RECORDS FOR PROCESSING START

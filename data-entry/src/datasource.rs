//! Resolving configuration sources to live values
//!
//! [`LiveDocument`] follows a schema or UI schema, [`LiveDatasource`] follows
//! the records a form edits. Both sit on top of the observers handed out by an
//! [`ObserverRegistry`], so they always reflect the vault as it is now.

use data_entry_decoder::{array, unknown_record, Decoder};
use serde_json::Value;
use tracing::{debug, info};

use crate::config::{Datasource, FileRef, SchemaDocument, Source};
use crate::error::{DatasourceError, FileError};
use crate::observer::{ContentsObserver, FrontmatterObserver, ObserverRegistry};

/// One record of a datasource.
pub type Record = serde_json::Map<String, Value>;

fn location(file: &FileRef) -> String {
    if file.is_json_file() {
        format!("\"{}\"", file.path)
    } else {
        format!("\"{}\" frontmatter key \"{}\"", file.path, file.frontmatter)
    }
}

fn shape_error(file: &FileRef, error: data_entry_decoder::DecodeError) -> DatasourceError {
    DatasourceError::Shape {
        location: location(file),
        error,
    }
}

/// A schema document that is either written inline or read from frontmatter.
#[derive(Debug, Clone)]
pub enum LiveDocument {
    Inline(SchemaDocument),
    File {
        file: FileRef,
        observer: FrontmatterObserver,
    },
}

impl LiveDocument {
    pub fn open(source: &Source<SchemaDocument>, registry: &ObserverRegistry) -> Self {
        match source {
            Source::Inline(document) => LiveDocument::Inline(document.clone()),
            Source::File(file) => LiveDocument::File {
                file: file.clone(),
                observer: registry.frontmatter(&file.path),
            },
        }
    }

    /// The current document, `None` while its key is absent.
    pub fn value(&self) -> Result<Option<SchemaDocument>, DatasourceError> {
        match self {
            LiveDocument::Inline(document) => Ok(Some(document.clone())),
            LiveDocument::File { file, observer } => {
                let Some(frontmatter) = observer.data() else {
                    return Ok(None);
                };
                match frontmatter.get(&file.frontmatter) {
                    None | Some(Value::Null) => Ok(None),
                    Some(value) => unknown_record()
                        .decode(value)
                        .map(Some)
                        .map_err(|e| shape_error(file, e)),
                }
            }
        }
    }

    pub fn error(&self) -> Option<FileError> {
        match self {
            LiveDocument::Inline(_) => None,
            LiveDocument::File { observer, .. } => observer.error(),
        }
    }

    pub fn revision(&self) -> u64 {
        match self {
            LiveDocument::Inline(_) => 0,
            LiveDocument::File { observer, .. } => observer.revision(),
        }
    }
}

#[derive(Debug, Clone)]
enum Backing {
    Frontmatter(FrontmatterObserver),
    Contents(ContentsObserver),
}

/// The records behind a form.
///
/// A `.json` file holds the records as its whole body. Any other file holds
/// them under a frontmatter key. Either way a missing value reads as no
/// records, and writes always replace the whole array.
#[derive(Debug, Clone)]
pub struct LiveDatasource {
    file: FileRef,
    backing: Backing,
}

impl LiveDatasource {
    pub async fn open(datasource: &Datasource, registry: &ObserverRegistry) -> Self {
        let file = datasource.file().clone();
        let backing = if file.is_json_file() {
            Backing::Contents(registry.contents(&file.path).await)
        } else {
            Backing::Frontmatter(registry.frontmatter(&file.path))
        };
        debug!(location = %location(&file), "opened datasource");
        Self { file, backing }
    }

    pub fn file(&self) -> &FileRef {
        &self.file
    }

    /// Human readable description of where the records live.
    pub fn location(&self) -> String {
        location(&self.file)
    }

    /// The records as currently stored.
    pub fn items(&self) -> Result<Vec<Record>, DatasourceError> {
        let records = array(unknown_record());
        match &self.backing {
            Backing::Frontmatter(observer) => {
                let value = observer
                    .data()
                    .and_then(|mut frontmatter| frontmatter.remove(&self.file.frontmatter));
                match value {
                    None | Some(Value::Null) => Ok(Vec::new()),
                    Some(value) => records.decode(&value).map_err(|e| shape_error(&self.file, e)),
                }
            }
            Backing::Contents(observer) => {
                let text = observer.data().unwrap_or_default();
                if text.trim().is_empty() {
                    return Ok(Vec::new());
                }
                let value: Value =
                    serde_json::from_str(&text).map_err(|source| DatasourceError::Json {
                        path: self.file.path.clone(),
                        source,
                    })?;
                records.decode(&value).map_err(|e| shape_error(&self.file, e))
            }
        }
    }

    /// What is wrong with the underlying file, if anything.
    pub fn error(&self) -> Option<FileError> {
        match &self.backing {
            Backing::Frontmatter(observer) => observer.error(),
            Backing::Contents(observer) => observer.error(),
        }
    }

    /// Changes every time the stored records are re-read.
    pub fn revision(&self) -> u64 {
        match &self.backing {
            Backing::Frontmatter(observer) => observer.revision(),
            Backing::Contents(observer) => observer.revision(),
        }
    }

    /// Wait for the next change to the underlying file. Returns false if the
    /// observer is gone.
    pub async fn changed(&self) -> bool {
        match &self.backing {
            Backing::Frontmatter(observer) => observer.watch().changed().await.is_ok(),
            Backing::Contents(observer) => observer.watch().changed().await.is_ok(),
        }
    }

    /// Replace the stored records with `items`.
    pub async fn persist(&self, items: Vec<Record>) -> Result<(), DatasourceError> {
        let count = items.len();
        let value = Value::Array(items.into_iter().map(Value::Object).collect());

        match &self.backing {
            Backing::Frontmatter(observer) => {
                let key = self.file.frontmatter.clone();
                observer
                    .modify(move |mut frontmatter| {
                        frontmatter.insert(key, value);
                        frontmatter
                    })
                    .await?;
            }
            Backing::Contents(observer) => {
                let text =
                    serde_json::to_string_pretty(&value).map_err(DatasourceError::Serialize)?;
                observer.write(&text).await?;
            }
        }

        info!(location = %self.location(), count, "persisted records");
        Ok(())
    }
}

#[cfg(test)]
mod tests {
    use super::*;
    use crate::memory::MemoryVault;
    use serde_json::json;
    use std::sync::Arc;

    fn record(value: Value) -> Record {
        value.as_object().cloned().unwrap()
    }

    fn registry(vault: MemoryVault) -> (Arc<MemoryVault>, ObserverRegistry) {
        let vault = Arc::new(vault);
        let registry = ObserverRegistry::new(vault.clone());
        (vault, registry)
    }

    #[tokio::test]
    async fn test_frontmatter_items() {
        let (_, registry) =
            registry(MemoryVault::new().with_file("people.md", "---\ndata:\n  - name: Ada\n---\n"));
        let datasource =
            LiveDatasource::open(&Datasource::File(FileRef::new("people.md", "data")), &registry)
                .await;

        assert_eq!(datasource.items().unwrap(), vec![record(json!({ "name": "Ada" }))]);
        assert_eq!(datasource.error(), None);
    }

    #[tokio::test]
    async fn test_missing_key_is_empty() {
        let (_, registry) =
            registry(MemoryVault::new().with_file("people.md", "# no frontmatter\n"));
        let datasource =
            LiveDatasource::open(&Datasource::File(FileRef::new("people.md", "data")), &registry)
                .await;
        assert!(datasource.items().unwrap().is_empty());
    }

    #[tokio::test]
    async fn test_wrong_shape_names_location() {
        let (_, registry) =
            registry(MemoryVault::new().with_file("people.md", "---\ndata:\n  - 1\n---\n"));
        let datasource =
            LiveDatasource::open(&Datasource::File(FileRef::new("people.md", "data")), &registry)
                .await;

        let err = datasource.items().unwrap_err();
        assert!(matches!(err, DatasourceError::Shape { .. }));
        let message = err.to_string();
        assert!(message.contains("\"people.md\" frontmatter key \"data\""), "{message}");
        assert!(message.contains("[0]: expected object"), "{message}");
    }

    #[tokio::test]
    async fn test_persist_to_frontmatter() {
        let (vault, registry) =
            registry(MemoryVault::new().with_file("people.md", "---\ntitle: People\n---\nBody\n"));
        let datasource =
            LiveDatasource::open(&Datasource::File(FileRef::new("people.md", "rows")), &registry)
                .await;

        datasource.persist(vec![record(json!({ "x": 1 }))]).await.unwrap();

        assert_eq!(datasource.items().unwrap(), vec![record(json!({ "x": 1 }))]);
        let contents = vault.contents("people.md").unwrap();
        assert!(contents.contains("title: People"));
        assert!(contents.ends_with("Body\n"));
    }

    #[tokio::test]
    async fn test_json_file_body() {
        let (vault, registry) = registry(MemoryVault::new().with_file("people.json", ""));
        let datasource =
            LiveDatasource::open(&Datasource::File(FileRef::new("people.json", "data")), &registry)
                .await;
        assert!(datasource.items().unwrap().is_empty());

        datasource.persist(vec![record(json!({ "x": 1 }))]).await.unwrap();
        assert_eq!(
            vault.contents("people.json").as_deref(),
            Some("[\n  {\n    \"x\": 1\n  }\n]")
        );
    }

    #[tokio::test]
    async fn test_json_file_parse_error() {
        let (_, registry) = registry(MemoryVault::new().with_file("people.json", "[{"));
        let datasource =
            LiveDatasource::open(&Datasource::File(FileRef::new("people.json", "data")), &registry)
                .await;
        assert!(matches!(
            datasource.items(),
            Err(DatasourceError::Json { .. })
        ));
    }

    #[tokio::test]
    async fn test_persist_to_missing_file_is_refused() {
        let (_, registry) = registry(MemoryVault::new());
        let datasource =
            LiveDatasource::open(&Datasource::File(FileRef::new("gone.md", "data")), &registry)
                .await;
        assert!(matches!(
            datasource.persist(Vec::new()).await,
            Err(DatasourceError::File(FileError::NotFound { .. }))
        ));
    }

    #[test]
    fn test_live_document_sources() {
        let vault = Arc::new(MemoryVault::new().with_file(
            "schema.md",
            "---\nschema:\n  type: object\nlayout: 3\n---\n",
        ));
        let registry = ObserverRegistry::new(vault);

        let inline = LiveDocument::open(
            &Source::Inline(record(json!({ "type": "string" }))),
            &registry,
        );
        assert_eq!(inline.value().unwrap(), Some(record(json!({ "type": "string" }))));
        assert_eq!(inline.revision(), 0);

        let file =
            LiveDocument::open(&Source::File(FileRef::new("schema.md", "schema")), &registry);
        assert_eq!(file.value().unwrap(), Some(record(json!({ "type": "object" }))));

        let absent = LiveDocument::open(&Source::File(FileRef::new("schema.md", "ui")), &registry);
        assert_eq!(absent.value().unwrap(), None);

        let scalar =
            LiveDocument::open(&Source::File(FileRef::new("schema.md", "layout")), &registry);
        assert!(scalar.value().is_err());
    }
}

RECORDS FOR PROCESSING END

● **TASK ITEM**: Your task is to find each line in the entries that contains the string "Null" and copy it.

● **RESPONSE AREA**:
                    None | Some(Value::Null) => Ok(None),
                    None | Some(Value::Null) => Ok(Vec::new()),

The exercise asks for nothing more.